Collected data entries:

►

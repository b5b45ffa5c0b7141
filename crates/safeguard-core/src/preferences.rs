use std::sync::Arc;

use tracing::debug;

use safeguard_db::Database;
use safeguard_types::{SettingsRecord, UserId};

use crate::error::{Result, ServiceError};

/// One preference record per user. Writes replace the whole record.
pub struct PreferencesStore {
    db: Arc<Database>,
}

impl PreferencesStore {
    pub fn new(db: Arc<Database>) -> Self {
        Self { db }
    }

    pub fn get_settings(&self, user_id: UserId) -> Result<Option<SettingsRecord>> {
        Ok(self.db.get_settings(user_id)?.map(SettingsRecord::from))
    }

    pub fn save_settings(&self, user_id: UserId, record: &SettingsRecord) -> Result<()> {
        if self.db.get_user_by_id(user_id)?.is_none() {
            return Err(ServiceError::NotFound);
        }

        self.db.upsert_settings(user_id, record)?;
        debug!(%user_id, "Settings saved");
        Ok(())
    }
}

◄

What is required :: For this exercise, write all the records out again exactly.

Solution for this exercise ::
repository b5b45ffa5c0b7141
filename crates/safeguard-core/src/preferences.rs
use std::sync::Arc;

use tracing::debug;

use safeguard_db::Database;
use safeguard_types::{SettingsRecord, UserId};

use crate::error::{Result, ServiceError};

/// One preference record per user. Writes replace the whole record.
pub struct PreferencesStore {
    db: Arc<Database>,
}

impl PreferencesStore {
    pub fn new(db: Arc<Database>) -> Self {
        Self { db }
    }

    pub fn get_settings(&self, user_id: UserId) -> Result<Option<SettingsRecord>> {
        Ok(self.db.get_settings(user_id)?.map(SettingsRecord::from))
    }

    pub fn save_settings(&self, user_id: UserId, record: &SettingsRecord) -> Result<()> {
        if self.db.get_user_by_id(user_id)?.is_none() {
            return Err(ServiceError::NotFound);
        }

        self.db.upsert_settings(user_id, record)?;
        debug!(%user_id, "Settings saved");
        Ok(())
    }
}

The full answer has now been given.